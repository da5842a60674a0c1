use crate::error::ParseError;

/// The bounded payload buffer for sysex, text and custom meta data.
///
/// Capacity starts at 256 bytes and grows by doubling up to the 32 KiB
/// cap; the cap is part of the parsing contract, not an implementation
/// detail. Payloads longer than the cap are rejected before any of
/// their bytes are read.
pub(crate) struct Scratch {
    buf: Vec<u8>,
}

impl Scratch {
    /// The maximum accepted payload length in bytes.
    pub(crate) const MAX: u32 = 32_768;

    const INITIAL: usize = 256;

    pub(crate) const fn new() -> Self {
        // Allocation is deferred until the first payload.
        Self { buf: Vec::new() }
    }

    /// Start a new payload of `len` bytes: check the cap, clear the
    /// buffer, and grow capacity by doubling if needed.
    pub(crate) fn begin(&mut self, len: u32) -> Result<(), ParseError> {
        if len > Self::MAX {
            return Err(ParseError::PayloadOverflow(len));
        }
        self.buf.clear();
        let needed = len as usize;
        if needed > self.buf.capacity() {
            let mut cap = self.buf.capacity().max(Self::INITIAL);
            while cap < needed {
                cap *= 2;
            }
            self.buf.reserve_exact(cap);
        }
        Ok(())
    }

    pub(crate) fn push(&mut self, byte: u8) {
        self.buf.push(byte);
    }

    pub(crate) fn bytes(&self) -> &[u8] {
        &self.buf
    }
}

#[cfg(test)]
mod tests {
    use super::*;

    #[test]
    fn accepts_up_to_the_cap() {
        let mut scratch = Scratch::new();
        scratch.begin(Scratch::MAX).unwrap();
        assert!(matches!(
            scratch.begin(Scratch::MAX + 1),
            Err(ParseError::PayloadOverflow(32_769))
        ));
    }

    #[test]
    fn begin_resets_previous_contents() {
        use pretty_assertions::assert_eq;
        let mut scratch = Scratch::new();
        scratch.begin(3).unwrap();
        scratch.push(1);
        scratch.push(2);
        scratch.begin(1).unwrap();
        scratch.push(9);
        assert_eq!(scratch.bytes(), &[9]);
    }

    #[test]
    fn capacity_grows_in_powers_of_two() {
        let mut scratch = Scratch::new();
        scratch.begin(300).unwrap();
        assert!(scratch.buf.capacity() >= 512);
        scratch.begin(5000).unwrap();
        assert!(scratch.buf.capacity() >= 8192);
    }
}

§ **Exercise description**: For the records above, restate every line word for word.

§ **Solved problem**:
repository da5842a60674a0c1
use crate::error::ParseError;

/// The bounded payload buffer for sysex, text and custom meta data.
///
/// Capacity starts at 256 bytes and grows by doubling up to the 32 KiB
/// cap; the cap is part of the parsing contract, not an implementation
/// detail. Payloads longer than the cap are rejected before any of
/// their bytes are read.
pub(crate) struct Scratch {
    buf: Vec<u8>,
}

impl Scratch {
    /// The maximum accepted payload length in bytes.
    pub(crate) const MAX: u32 = 32_768;

    const INITIAL: usize = 256;

    pub(crate) const fn new() -> Self {
        // Allocation is deferred until the first payload.
        Self { buf: Vec::new() }
    }

    /// Start a new payload of `len` bytes: check the cap, clear the
    /// buffer, and grow capacity by doubling if needed.
    pub(crate) fn begin(&mut self, len: u32) -> Result<(), ParseError> {
        if len > Self::MAX {
            return Err(ParseError::PayloadOverflow(len));
        }
        self.buf.clear();
        let needed = len as usize;
        if needed > self.buf.capacity() {
            let mut cap = self.buf.capacity().max(Self::INITIAL);
            while cap < needed {
                cap *= 2;
            }
            self.buf.reserve_exact(cap);
        }
        Ok(())
    }

    pub(crate) fn push(&mut self, byte: u8) {
        self.buf.push(byte);
    }

    pub(crate) fn bytes(&self) -> &[u8] {
        &self.buf
    }
}

#[cfg(test)]
mod tests {
    use super::*;

    #[test]
    fn accepts_up_to_the_cap() {
        let mut scratch = Scratch::new();
        scratch.begin(Scratch::MAX).unwrap();
        assert!(matches!(
            scratch.begin(Scratch::MAX + 1),
            Err(ParseError::PayloadOverflow(32_769))
        ));
    }

    #[test]
    fn begin_resets_previous_contents() {
        use pretty_assertions::assert_eq;
        let mut scratch = Scratch::new();
        scratch.begin(3).unwrap();
        scratch.push(1);
        scratch.push(2);
        scratch.begin(1).unwrap();
        scratch.push(9);
        assert_eq!(scratch.bytes(), &[9]);
    }

    #[test]
    fn capacity_grows_in_powers_of_two() {
        let mut scratch = Scratch::new();
        scratch.begin(300).unwrap();
        assert!(scratch.buf.capacity() >= 512);
        scratch.begin(5000).unwrap();
        assert!(scratch.buf.capacity() >= 8192);
    }
}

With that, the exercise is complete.